Y por primera vez le oí reírse. Escuché sus sonoras carcajadas retumbando al otro lado del teléfono y llenándome el corazón.

—Pero a ti te va todo bien, ¿No es cierto?

—Sí. Si lo es. Atrás quedaron los días difíciles. Trabajé muy duro para poder pagarme la universidad. Mis padres no podían permitirse pagar la mía y la de mi hermana, que por cierto, se ha casado ya con Javi. Así que por eso decidí ponerme a trabajar.

— ¡Oh! Me alegro mucho por ella. Felicítala de mi parte. O no. Mejor no lo hagas. Creo que no le caí demasiado bien el día en que tú… y yo.... —Bromeé y le increpé—. Y además, a cualquier cosa hoy en día le llamáis trabajar. Os vestís de traje y corbata y os pasáis la mañana calentando la silla de la oficina hasta la hora de comer.

— ¿Cómo? Eso es lo que hago ahora. Aunque te lo podría matizar. —Respondió—. Ahora me paso el día coordinando a un montón de personas y de máquinas para que todo vaya bien y grandes empresas ganen grandes fortunas y a mí me ingresen mi nómina a final de mes, pero antes… antes trabajaba de camarero ¿Sabes?

— ¿Tú? ¿De camarero? ¿Y en qué restaurante si se puede saber?

—Nada de restaurantes, niña. Yo trabajaba poniendo copas detrás de la barra de una discoteca.

— ¡No me lo puedo creer! Ahora sí que has conseguido hacerme reír.

— ¿Reír? ¿Por qué? Lo digo en serio.

— ¿Y también hacías de gogó?

— No te pases.

—Me hubiera encantado verte bailar encima de la barra, sin camiseta.

—Lo sé, lo hubiera hecho genial. Pero no querían. Sólo me dejaban poner copas.

—Una pena.

— ¿Por qué?

—Porque yo te he visto sin camiseta y tienes un cuerpo.... —Le solté. Y lo hice casi sin pensarlo.

Rubén entonces mantuvo la pausa. El silencio fue ensordecedor. Incluso creí que había perdido la señal, o que se habría acabado la batería.
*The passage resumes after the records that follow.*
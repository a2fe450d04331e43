mod util;

use pkikit::cert::SignedCertificate;
use pkikit::cert::extensions::{AltName, Extension, ExtensionSet, NsCertType};
use pkikit::cert::params::{AttributeType, DistinguishedName, Serial, Validity};
use pkikit::csr::{CsrAttributeType, SignedCsr};
use pkikit::issuer::Issuer;
use pkikit::key::{KeyAlgorithm, KeyPair};
use pkikit::signer::Signer;
use pkikit::store::CaStore;
use pkikit::tbs_certificate::CertificateTemplate;
use pkikit::{PemEncodable, PkiKitError, Result};
use x509_cert::der::Decode;

/// Builds the BlacklightOps root and checks it is a valid self-signed CA.
#[test]
fn generate_self_signed_ca() -> Result<()> {
    let ca = util::generate_ca();
    let cert = ca.certificate();

    cert.verify_self_signed()?;
    assert_eq!(cert.issuer(), cert.subject());
    assert_eq!(cert.subject(), &util::blacklightops_subject());
    assert_eq!(cert.public_key().algorithm(), KeyAlgorithm::Rsa { bits: 2048 });
    assert!(cert.is_ca());
    assert_eq!(cert.authority_key_id(), cert.subject_key_id());
    assert!(cert.subject_key_id().is_some());

    let pem = cert.to_pem()?;
    util::write_debug_pem("ca_cert", &pem);

    let decoded = SignedCertificate::from_pem(&pem)?;
    assert_eq!(&decoded, cert);
    assert_eq!(decoded.extensions(), cert.extensions());
    decoded.verify_self_signed()?;

    // Parse with x509-cert to make sure the structure is standard.
    let parsed = x509_cert::Certificate::from_der(&cert.to_der()?).unwrap();
    assert_eq!(parsed.tbs_certificate.issuer, parsed.tbs_certificate.subject);
    assert_eq!(parsed.tbs_certificate.extensions.unwrap().len(), 7);
    Ok(())
}

/// The reference flow's minimal CA subject, built exactly as listed.
#[test]
fn minimal_ca_subject_is_preserved() -> Result<()> {
    let subject = DistinguishedName::build([
        ("commonName", "blacklightops.com"),
        ("countryName", "US"),
        ("organizationName", "BlacklightOps"),
    ])?;
    let key = KeyPair::generate_rsa(2048)?;
    let template = CertificateTemplate::new(
        subject.clone(),
        subject.clone(),
        key.public_key(),
        Serial::from_u64(1),
        Validity::for_years(1),
        ExtensionSet::build([Extension::BasicConstraints(
            pkikit::cert::extensions::BasicConstraints {
                is_ca: true,
                max_path_length: None,
            },
        )])?,
    )?;
    let cert = Signer::default().sign_default(template, &key)?;

    cert.verify_self_signed()?;
    assert_eq!(cert.issuer(), &subject);
    assert_eq!(cert.subject().get(AttributeType::Organization), Some("BlacklightOps"));
    assert_eq!(cert.subject().to_string(), "CN=blacklightops.com, C=US, O=BlacklightOps");
    Ok(())
}

/// Builds the example.org request and checks its proof of possession.
#[test]
fn generate_csr() -> Result<()> {
    let client_key = KeyPair::generate_rsa(1024)?;
    let csr = util::example_org_csr(&client_key);

    csr.verify()?;
    let template = csr.template();
    assert_eq!(
        template.attributes().get(CsrAttributeType::ChallengePassword),
        Some("password")
    );
    assert_eq!(
        template.attributes().get(CsrAttributeType::UnstructuredName),
        Some("My Company, Inc.")
    );
    let san = template.requested_extensions().subject_alt_name().unwrap();
    assert_eq!(san.names[0], AltName::Dns("test.domain.com".to_string()));
    assert_eq!(san.names[1], AltName::Dns("other.domain.com".to_string()));

    let pem = csr.to_pem()?;
    util::write_debug_pem("client_csr", &pem);
    let decoded = SignedCsr::from_pem(&pem)?;
    assert_eq!(decoded, csr);
    decoded.verify()?;
    Ok(())
}

/// Issues the client certificate from the request and verifies it up to the root.
#[test]
fn issue_client_cert_from_csr() -> Result<()> {
    let ca = util::generate_ca();
    let client_key = KeyPair::generate_ecdsa_p256();
    let csr = util::example_org_csr(&client_key);

    let client = ca.issue_from_csr(
        &csr,
        Serial::from_hex("02")?,
        Validity::for_years(1),
        util::client_extensions(),
    )?;
    util::write_debug_pem("client_cert", &client.to_pem()?);

    assert_eq!(client.subject(), csr.subject());
    assert_eq!(client.issuer(), ca.issuer_name());
    assert_eq!(client.public_key(), csr.public_key());
    assert_eq!(
        client.extensions().subject_alt_name(),
        csr.template().requested_extensions().subject_alt_name()
    );
    assert_eq!(client.authority_key_id(), ca.certificate().subject_key_id());
    client.verify_signature(ca.certificate().public_key())?;
    assert!(client.verify_self_signed().is_err());

    let store = CaStore::new();
    store.add(ca.certificate().clone())?;
    store.add(client.clone())?;
    let path = store.verify_chain(&client)?;
    assert_eq!(path.len(), 2);
    assert_eq!(&path[0], &client);
    assert_eq!(&path[1], ca.certificate());
    Ok(())
}

/// A client certificate reusing the CA's serial verifies, but cannot be stored next to it.
#[test]
fn client_cert_with_ca_serial() -> Result<()> {
    let ca = util::generate_ca();
    let client_key = KeyPair::generate_ecdsa_p256();
    let csr = util::example_org_csr(&client_key);
    let client = ca.issue_from_csr(
        &csr,
        Serial::from_hex("01")?,
        Validity::for_years(1),
        util::client_extensions(),
    )?;
    assert_eq!(client.id(), ca.certificate().id());

    let store = CaStore::new();
    store.add(ca.certificate().clone())?;
    let path = store.verify_chain(&client)?;
    assert_eq!(path, vec![client.clone(), ca.certificate().clone()]);

    let err = store.add(client).unwrap_err();
    assert!(matches!(err, PkiKitError::ConflictingEntry(_)));
    assert_eq!(store.len(), 1);
    Ok(())
}

/// Signs the same template shape with every supported key type.
#[test]
fn sign_and_verify_all_key_types() -> Result<()> {
    let keys = [
        KeyPair::generate_rsa(1024)?,
        KeyPair::generate_ecdsa_p256(),
        KeyPair::generate_ecdsa_p384(),
        KeyPair::generate_ed25519(),
    ];
    for issuer_key in &keys {
        let subject_key = KeyPair::generate_ed25519();
        let template = CertificateTemplate::new(
            DistinguishedName::build([("CN", "leaf.example")])?,
            DistinguishedName::build([("CN", "issuer.example")])?,
            subject_key.public_key(),
            Serial::random(),
            Validity::for_days(7),
            ExtensionSet::empty(),
        )?;
        let cert = Signer::default().sign_default(template, issuer_key)?;
        cert.verify_signature(&issuer_key.public_key())?;

        let decoded = SignedCertificate::from_der(&cert.to_der()?)?;
        decoded.verify_signature(&issuer_key.public_key())?;
        assert_eq!(decoded.signature_algorithm(), cert.signature_algorithm());
    }
    Ok(())
}

/// A signature copied onto a template with any one field changed no longer verifies.
#[test]
fn signatures_are_field_sensitive() -> Result<()> {
    let ca = util::generate_ecdsa_ca("Field Root");
    let subject_key = KeyPair::generate_ecdsa_p256();
    let original = ca.issue(
        DistinguishedName::build([("CN", "leaf.example")])?,
        subject_key.public_key(),
        Serial::from_u64(10),
        Validity::for_days(7),
        ExtensionSet::empty(),
    )?;
    let base = original.template();
    let other_key = KeyPair::generate_ecdsa_p256();

    let variants = [
        CertificateTemplate::new(
            DistinguishedName::build([("CN", "evil.example")])?,
            base.issuer().clone(),
            base.public_key().clone(),
            base.serial().clone(),
            base.validity().clone(),
            base.extensions().clone(),
        )?,
        CertificateTemplate::new(
            base.subject().clone(),
            base.issuer().clone(),
            other_key.public_key(),
            base.serial().clone(),
            base.validity().clone(),
            base.extensions().clone(),
        )?,
        CertificateTemplate::new(
            base.subject().clone(),
            base.issuer().clone(),
            base.public_key().clone(),
            Serial::from_u64(11),
            base.validity().clone(),
            base.extensions().clone(),
        )?,
        CertificateTemplate::new(
            base.subject().clone(),
            base.issuer().clone(),
            base.public_key().clone(),
            base.serial().clone(),
            Validity::for_days(3650),
            base.extensions().clone(),
        )?,
        CertificateTemplate::new(
            base.subject().clone(),
            base.issuer().clone(),
            base.public_key().clone(),
            base.serial().clone(),
            base.validity().clone(),
            base.extensions()
                .clone()
                .extend_with([Extension::NsCertType(NsCertType(
                    pkikit::cert::extensions::NsCertTypes::Server.into(),
                ))])?,
        )?,
    ];

    for template in variants {
        let forged = SignedCertificate::from_parts(
            template,
            original.signature_algorithm(),
            original.signature().to_vec(),
        )?;
        assert!(forged.verify_signature(ca.certificate().public_key()).is_err());
    }
    original.verify_signature(ca.certificate().public_key())?;
    Ok(())
}

/// Private keys survive a PKCS#8 PEM round trip and still sign for their certificate.
#[test]
fn private_key_pem_round_trip() -> Result<()> {
    let ca = util::generate_ecdsa_ca("Key Root");
    let pem = ca.key().to_pem()?;
    let restored = KeyPair::from_pem(&pem)?;
    let reloaded = pkikit::issuer::CertificateAuthority::new(
        SignedCertificate::from_pem(&ca.certificate().to_pem()?)?,
        restored,
    )?;

    let leaf_key = KeyPair::generate_ed25519();
    let leaf = reloaded.issue(
        DistinguishedName::build([("CN", "reloaded.example")])?,
        leaf_key.public_key(),
        Serial::from_u64(3),
        Validity::for_days(1),
        ExtensionSet::empty(),
    )?;
    leaf.verify_signature(ca.certificate().public_key())?;
    Ok(())
}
Pero separé el Iphone de mi oreja y comprobé que no había sido así, todavía lo tenía en línea. Y cuando estuve a punto de decir algo insustancial, algo que rompiera la incomodidad de aquel momento, le escuché hacerlo antes a él:

—Alex, me gustaría volver a verte.

Y aquellas palabras provocaron tales sensaciones en mi cuerpo, que hasta mis sábanas empezaron a arder.

—A mí también, pero no sé si es un buen momento.

— ¿No lo es? Creía que no estabas con nadie. No te he visto acompañada en el funeral.

—No lo estoy. Sigo soltera.

—Y entonces ¿cuál es el problema? Yo sigo soltero también.

—Ese es el problema, Rubén. Que no sé si quiero enamorarme de ti.